- [What the exercise asks]: Among the records that follow, set down only the lines from the one containing "store.create(e).unwrap();" to the one containing "use std::sync::RwLock;", both included, exactly.
"""
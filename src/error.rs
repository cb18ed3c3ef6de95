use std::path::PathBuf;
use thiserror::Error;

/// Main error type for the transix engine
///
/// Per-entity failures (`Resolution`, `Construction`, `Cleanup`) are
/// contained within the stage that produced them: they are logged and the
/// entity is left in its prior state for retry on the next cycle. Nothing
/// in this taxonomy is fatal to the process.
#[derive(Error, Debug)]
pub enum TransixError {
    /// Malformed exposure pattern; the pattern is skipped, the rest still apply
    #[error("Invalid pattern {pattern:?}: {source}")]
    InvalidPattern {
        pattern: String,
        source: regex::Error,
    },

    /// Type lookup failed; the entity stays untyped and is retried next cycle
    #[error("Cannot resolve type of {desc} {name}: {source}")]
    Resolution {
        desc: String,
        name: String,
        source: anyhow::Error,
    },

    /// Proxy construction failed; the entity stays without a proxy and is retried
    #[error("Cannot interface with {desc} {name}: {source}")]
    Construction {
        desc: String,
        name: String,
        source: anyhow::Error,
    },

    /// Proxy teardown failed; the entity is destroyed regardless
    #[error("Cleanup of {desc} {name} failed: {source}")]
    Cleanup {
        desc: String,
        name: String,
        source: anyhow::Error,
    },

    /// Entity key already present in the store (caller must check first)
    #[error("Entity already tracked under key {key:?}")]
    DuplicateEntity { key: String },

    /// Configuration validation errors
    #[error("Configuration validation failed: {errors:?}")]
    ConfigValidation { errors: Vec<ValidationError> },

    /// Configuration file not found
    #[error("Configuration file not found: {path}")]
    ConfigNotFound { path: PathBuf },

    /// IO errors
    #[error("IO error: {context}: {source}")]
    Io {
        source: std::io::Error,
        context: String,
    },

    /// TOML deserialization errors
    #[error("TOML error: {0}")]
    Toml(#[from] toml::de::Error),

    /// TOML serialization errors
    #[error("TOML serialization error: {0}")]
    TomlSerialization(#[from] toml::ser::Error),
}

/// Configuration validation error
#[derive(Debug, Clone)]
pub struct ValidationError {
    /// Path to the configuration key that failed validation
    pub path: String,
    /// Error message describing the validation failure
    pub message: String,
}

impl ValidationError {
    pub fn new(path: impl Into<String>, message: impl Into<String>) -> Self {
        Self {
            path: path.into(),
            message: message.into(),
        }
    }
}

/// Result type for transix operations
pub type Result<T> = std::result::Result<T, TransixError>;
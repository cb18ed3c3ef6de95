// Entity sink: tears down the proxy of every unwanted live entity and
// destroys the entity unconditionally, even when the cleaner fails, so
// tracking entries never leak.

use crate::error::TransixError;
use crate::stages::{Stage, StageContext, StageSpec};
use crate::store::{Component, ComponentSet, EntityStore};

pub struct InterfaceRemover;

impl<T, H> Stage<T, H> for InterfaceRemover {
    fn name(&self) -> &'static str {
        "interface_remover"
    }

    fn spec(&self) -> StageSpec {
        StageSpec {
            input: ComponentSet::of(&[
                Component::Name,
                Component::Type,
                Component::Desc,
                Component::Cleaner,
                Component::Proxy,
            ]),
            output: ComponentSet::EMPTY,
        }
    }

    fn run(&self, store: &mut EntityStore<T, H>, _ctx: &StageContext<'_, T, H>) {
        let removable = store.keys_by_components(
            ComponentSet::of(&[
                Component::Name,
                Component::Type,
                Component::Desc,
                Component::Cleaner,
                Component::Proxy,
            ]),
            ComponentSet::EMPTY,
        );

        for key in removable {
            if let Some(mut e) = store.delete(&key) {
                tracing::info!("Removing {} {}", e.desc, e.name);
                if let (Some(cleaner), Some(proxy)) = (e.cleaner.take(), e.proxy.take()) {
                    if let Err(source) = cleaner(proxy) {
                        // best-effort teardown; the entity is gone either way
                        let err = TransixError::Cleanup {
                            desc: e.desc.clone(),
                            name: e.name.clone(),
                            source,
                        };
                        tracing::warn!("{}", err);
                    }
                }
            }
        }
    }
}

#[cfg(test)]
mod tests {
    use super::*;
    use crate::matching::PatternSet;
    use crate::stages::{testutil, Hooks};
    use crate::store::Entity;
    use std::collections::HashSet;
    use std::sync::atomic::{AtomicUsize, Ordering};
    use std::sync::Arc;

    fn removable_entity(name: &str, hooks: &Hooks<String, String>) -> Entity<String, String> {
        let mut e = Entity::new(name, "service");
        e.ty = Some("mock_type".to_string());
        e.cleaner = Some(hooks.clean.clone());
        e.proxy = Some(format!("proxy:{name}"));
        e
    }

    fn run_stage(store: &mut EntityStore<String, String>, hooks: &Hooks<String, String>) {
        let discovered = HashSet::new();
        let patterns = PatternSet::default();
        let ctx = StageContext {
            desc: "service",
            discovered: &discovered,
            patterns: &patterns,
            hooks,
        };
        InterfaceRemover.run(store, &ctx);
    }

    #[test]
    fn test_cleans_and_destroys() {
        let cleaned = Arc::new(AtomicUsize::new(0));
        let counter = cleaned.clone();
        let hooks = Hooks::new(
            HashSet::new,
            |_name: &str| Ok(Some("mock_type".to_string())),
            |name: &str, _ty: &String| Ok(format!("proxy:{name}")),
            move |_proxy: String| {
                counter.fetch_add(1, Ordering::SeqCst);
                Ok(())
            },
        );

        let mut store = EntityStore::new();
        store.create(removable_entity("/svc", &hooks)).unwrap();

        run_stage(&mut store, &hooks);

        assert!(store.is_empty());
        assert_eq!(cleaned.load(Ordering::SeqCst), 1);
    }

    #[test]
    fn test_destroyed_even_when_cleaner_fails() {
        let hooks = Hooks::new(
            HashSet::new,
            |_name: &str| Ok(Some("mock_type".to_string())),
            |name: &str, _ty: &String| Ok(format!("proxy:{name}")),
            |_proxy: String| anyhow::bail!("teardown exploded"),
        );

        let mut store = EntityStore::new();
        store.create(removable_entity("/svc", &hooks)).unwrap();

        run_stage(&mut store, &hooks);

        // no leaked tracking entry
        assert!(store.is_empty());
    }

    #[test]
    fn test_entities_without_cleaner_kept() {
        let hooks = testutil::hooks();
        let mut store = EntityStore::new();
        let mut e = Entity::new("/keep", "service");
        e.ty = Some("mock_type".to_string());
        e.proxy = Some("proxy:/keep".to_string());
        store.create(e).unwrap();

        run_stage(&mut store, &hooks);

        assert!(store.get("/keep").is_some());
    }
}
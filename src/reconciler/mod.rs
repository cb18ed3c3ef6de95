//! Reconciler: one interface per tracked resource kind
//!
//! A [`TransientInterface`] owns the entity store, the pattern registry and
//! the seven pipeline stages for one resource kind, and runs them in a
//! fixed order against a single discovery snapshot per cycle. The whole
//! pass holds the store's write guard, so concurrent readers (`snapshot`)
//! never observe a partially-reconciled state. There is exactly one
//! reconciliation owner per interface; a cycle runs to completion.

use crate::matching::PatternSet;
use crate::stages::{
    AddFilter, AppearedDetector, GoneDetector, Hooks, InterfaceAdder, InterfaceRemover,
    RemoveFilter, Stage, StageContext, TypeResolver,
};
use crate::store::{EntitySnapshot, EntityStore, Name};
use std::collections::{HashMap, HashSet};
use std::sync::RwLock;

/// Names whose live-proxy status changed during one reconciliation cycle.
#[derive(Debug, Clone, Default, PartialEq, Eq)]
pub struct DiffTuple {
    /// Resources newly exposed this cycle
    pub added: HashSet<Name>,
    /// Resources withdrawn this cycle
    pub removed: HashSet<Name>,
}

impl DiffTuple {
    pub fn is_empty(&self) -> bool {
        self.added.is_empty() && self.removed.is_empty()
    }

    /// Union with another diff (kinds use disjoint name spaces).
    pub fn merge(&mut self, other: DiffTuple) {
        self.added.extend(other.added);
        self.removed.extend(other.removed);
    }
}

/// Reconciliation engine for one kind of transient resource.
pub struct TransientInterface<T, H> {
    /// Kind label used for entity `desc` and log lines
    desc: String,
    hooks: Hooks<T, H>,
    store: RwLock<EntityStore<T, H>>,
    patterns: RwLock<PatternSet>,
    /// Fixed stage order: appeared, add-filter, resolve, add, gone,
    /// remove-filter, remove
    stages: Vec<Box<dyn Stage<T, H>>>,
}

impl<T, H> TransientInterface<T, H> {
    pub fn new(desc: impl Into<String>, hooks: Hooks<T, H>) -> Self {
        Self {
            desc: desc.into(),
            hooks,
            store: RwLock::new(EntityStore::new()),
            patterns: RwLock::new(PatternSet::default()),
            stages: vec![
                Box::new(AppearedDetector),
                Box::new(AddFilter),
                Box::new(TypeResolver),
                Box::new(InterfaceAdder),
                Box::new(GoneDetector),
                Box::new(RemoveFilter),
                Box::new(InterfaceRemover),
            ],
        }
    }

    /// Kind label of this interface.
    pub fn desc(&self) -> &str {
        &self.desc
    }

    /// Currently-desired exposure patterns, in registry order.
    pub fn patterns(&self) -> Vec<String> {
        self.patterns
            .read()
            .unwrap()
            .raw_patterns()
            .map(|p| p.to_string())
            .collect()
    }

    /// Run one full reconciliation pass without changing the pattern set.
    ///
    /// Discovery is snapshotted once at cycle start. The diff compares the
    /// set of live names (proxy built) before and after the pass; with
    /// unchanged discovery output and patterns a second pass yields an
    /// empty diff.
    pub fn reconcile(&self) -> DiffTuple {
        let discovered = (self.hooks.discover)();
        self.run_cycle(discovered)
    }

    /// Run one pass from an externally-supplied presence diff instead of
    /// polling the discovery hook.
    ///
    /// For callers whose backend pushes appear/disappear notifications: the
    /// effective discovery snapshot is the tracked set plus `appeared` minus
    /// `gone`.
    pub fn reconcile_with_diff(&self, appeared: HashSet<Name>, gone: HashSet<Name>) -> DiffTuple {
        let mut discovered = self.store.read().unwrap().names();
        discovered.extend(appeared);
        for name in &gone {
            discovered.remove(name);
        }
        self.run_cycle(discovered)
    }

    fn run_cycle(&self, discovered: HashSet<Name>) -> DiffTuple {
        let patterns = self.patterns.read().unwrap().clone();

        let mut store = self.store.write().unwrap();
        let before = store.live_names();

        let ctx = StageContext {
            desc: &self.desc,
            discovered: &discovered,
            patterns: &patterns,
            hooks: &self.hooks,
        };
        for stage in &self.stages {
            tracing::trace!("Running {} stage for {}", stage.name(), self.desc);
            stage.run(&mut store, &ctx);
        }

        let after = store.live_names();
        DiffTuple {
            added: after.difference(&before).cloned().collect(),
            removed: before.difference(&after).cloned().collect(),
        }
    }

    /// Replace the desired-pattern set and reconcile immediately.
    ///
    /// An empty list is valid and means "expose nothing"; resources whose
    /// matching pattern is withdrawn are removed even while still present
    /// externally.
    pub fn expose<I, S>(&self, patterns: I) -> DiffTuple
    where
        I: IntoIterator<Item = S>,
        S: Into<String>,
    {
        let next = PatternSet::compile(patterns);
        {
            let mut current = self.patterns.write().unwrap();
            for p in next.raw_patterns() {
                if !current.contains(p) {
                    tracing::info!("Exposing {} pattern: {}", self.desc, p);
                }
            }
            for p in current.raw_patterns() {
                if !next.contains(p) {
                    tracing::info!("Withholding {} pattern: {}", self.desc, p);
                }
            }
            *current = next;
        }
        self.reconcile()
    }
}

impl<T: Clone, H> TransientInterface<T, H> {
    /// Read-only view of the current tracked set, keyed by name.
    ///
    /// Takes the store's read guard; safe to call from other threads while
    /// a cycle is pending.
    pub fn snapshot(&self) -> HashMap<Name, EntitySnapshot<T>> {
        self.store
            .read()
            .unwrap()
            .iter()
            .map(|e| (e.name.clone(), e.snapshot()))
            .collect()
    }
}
"""
"""
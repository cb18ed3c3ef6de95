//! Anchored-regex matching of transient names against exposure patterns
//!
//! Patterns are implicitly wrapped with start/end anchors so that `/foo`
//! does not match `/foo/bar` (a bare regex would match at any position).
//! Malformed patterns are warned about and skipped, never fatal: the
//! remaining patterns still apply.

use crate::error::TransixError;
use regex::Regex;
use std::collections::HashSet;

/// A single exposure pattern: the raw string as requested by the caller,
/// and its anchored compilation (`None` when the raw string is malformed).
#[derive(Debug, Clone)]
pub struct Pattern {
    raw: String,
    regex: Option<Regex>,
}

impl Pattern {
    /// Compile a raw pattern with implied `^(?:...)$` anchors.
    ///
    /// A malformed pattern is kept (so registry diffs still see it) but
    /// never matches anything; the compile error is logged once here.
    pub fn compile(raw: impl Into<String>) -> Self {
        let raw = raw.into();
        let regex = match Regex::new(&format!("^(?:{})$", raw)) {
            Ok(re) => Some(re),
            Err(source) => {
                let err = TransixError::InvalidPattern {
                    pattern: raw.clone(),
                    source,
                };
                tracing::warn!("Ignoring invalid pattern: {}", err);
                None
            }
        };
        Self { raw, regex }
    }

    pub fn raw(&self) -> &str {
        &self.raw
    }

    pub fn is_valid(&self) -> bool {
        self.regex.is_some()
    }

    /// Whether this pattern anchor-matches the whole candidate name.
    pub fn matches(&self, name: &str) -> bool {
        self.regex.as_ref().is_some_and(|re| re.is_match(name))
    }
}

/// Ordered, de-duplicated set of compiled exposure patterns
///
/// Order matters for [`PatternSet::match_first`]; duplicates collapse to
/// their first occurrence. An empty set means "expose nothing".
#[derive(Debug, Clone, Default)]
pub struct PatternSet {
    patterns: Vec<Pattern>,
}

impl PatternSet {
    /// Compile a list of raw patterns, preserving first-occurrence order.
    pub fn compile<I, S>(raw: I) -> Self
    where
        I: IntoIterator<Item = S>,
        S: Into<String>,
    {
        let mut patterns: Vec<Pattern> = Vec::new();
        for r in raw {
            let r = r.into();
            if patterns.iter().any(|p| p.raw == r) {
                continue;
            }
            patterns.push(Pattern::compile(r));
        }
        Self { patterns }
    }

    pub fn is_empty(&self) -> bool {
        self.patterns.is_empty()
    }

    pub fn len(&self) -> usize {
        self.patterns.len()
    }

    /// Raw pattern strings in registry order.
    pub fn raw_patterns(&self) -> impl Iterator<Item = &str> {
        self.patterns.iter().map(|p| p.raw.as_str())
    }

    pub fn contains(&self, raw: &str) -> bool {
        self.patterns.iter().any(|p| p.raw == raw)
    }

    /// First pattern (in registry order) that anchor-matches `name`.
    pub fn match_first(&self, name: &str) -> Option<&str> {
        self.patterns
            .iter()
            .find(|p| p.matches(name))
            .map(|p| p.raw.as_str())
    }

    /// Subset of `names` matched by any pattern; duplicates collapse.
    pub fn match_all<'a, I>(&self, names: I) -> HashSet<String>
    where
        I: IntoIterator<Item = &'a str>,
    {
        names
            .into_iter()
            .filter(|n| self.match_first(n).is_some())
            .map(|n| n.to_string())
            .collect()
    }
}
"""
- [Solution]:
        store.create(e).unwrap();

        run_stage(&mut store, &hooks);

        assert!(store.get("/keep").is_some());
    }
}
filename src/reconciler/mod.rs
repository cb18ed3c3ef6de95
//! Reconciler: one interface per tracked resource kind
//!
//! A [`TransientInterface`] owns the entity store, the pattern registry and
//! the seven pipeline stages for one resource kind, and runs them in a
//! fixed order against a single discovery snapshot per cycle. The whole
//! pass holds the store's write guard, so concurrent readers (`snapshot`)
//! never observe a partially-reconciled state. There is exactly one
//! reconciliation owner per interface; a cycle runs to completion.

use crate::matching::PatternSet;
use crate::stages::{
    AddFilter, AppearedDetector, GoneDetector, Hooks, InterfaceAdder, InterfaceRemover,
    RemoveFilter, Stage, StageContext, TypeResolver,
};
use crate::store::{EntitySnapshot, EntityStore, Name};
use std::collections::{HashMap, HashSet};
use std::sync::RwLock;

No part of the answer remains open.